INFORMATION SUPPLIED –
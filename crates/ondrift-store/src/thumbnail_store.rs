//! On-disk thumbnail cache.
//!
//! Thumbnails are download-only (the remote renders them; nothing local
//! ever writes one back), so this is a stripped-down
//! [`crate::store::MetaStore`] sibling rather than a full content cache:
//! no partial-download bookkeeping, no eviction-exemption logic, since a
//! missing thumbnail is always safely re-fetchable from the remote.
//!
//! Layout mirrors the persisted-state contract: one file per
//! `(item, size)` pair at `thumbnails/<item-id>_<size>`.

use std::{
    fs,
    path::{Path, PathBuf},
};

use ondrift_core::domain::newtypes::UniqueId;

use crate::error::CacheError;

/// Manages cached thumbnail bytes on disk, keyed by item id and size label.
pub struct ThumbnailStore {
    thumbnails_dir: PathBuf,
}

impl ThumbnailStore {
    /// Creates a new `ThumbnailStore` rooted at `cache_dir`, creating the
    /// `thumbnails` subdirectory if needed.
    pub fn new(cache_dir: impl AsRef<Path>) -> Result<Self, CacheError> {
        let thumbnails_dir = cache_dir.as_ref().join("thumbnails");
        fs::create_dir_all(&thumbnails_dir)?;
        Ok(Self { thumbnails_dir })
    }

    fn path_for(&self, id: &UniqueId, size: &str) -> PathBuf {
        self.thumbnails_dir.join(format!("{id}_{size}"))
    }

    /// Stores `bytes` as the thumbnail for `id` at `size`, overwriting any
    /// existing one for that pair.
    pub fn insert(&self, id: &UniqueId, size: &str, bytes: &[u8]) -> Result<(), CacheError> {
        fs::write(self.path_for(id, size), bytes)?;
        Ok(())
    }

    /// Returns the cached thumbnail bytes for `id` at `size`, if present.
    pub fn get(&self, id: &UniqueId, size: &str) -> Result<Option<Vec<u8>>, CacheError> {
        let path = self.path_for(id, size);
        if !path.exists() {
            return Ok(None);
        }
        Ok(Some(fs::read(path)?))
    }

    /// True if a thumbnail is cached for `id` at `size`.
    pub fn has(&self, id: &UniqueId, size: &str) -> bool {
        self.path_for(id, size).exists()
    }

    /// Deletes every cached size for `id`.
    pub fn delete(&self, id: &UniqueId) -> Result<(), CacheError> {
        let prefix = format!("{id}_");
        for entry in fs::read_dir(&self.thumbnails_dir)? {
            let entry = entry?;
            if entry.file_name().to_string_lossy().starts_with(&prefix) {
                fs::remove_file(entry.path())?;
            }
        }
        Ok(())
    }
}

#[cfg(test)]
mod tests {
    use super::*;

    #[test]
    fn insert_then_get_round_trips() {
        let dir = tempfile::tempdir().unwrap();
        let store = ThumbnailStore::new(dir.path()).unwrap();
        let id = UniqueId::new();

        assert!(!store.has(&id, "small"));
        store.insert(&id, "small", b"jpeg-bytes").unwrap();
        assert!(store.has(&id, "small"));
        assert_eq!(store.get(&id, "small").unwrap(), Some(b"jpeg-bytes".to_vec()));
        assert_eq!(store.get(&id, "large").unwrap(), None);
    }

    #[test]
    fn delete_removes_every_size() {
        let dir = tempfile::tempdir().unwrap();
        let store = ThumbnailStore::new(dir.path()).unwrap();
        let id = UniqueId::new();

        store.insert(&id, "small", b"a").unwrap();
        store.insert(&id, "large", b"b").unwrap();
        store.delete(&id).unwrap();

        assert!(!store.has(&id, "small"));
        assert!(!store.has(&id, "large"));
    }

    #[test]
    fn distinct_items_do_not_collide() {
        let dir = tempfile::tempdir().unwrap();
        let store = ThumbnailStore::new(dir.path()).unwrap();
        let a = UniqueId::new();
        let b = UniqueId::new();

        store.insert(&a, "small", b"a-bytes").unwrap();
        store.insert(&b, "small", b"b-bytes").unwrap();

        assert_eq!(store.get(&a, "small").unwrap(), Some(b"a-bytes".to_vec()));
        assert_eq!(store.get(&b, "small").unwrap(), Some(b"b-bytes".to_vec()));
    }
}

WORK INSTRUCTION – A verbatim version of the complete listing above is to be returned.

ANSWER TO THE PROBLEM –
filename crates/ondrift-store/src/thumbnail_store.rs
//! On-disk thumbnail cache.
//!
//! Thumbnails are download-only (the remote renders them; nothing local
//! ever writes one back), so this is a stripped-down
//! [`crate::store::MetaStore`] sibling rather than a full content cache:
//! no partial-download bookkeeping, no eviction-exemption logic, since a
//! missing thumbnail is always safely re-fetchable from the remote.
//!
//! Layout mirrors the persisted-state contract: one file per
//! `(item, size)` pair at `thumbnails/<item-id>_<size>`.

use std::{
    fs,
    path::{Path, PathBuf},
};

use ondrift_core::domain::newtypes::UniqueId;

use crate::error::CacheError;

/// Manages cached thumbnail bytes on disk, keyed by item id and size label.
pub struct ThumbnailStore {
    thumbnails_dir: PathBuf,
}

impl ThumbnailStore {
    /// Creates a new `ThumbnailStore` rooted at `cache_dir`, creating the
    /// `thumbnails` subdirectory if needed.
    pub fn new(cache_dir: impl AsRef<Path>) -> Result<Self, CacheError> {
        let thumbnails_dir = cache_dir.as_ref().join("thumbnails");
        fs::create_dir_all(&thumbnails_dir)?;
        Ok(Self { thumbnails_dir })
    }

    fn path_for(&self, id: &UniqueId, size: &str) -> PathBuf {
        self.thumbnails_dir.join(format!("{id}_{size}"))
    }

    /// Stores `bytes` as the thumbnail for `id` at `size`, overwriting any
    /// existing one for that pair.
    pub fn insert(&self, id: &UniqueId, size: &str, bytes: &[u8]) -> Result<(), CacheError> {
        fs::write(self.path_for(id, size), bytes)?;
        Ok(())
    }

    /// Returns the cached thumbnail bytes for `id` at `size`, if present.
    pub fn get(&self, id: &UniqueId, size: &str) -> Result<Option<Vec<u8>>, CacheError> {
        let path = self.path_for(id, size);
        if !path.exists() {
            return Ok(None);
        }
        Ok(Some(fs::read(path)?))
    }

    /// True if a thumbnail is cached for `id` at `size`.
    pub fn has(&self, id: &UniqueId, size: &str) -> bool {
        self.path_for(id, size).exists()
    }

    /// Deletes every cached size for `id`.
    pub fn delete(&self, id: &UniqueId) -> Result<(), CacheError> {
        let prefix = format!("{id}_");
        for entry in fs::read_dir(&self.thumbnails_dir)? {
            let entry = entry?;
            if entry.file_name().to_string_lossy().starts_with(&prefix) {
                fs::remove_file(entry.path())?;
            }
        }
        Ok(())
    }
}

#[cfg(test)]
mod tests {
    use super::*;

    #[test]
    fn insert_then_get_round_trips() {
        let dir = tempfile::tempdir().unwrap();
        let store = ThumbnailStore::new(dir.path()).unwrap();
        let id = UniqueId::new();

        assert!(!store.has(&id, "small"));
        store.insert(&id, "small", b"jpeg-bytes").unwrap();
        assert!(store.has(&id, "small"));
        assert_eq!(store.get(&id, "small").unwrap(), Some(b"jpeg-bytes".to_vec()));
        assert_eq!(store.get(&id, "large").unwrap(), None);
    }

    #[test]
    fn delete_removes_every_size() {
        let dir = tempfile::tempdir().unwrap();
        let store = ThumbnailStore::new(dir.path()).unwrap();
        let id = UniqueId::new();

        store.insert(&id, "small", b"a").unwrap();
        store.insert(&id, "large", b"b").unwrap();
        store.delete(&id).unwrap();

        assert!(!store.has(&id, "small"));
        assert!(!store.has(&id, "large"));
    }

    #[test]
    fn distinct_items_do_not_collide() {
        let dir = tempfile::tempdir().unwrap();
        let store = ThumbnailStore::new(dir.path()).unwrap();
        let a = UniqueId::new();
        let b = UniqueId::new();

        store.insert(&a, "small", b"a-bytes").unwrap();
        store.insert(&b, "small", b"b-bytes").unwrap();

        assert_eq!(store.get(&a, "small").unwrap(), Some(b"a-bytes".to_vec()));
        assert_eq!(store.get(&b, "small").unwrap(), Some(b"b-bytes".to_vec()));
    }
}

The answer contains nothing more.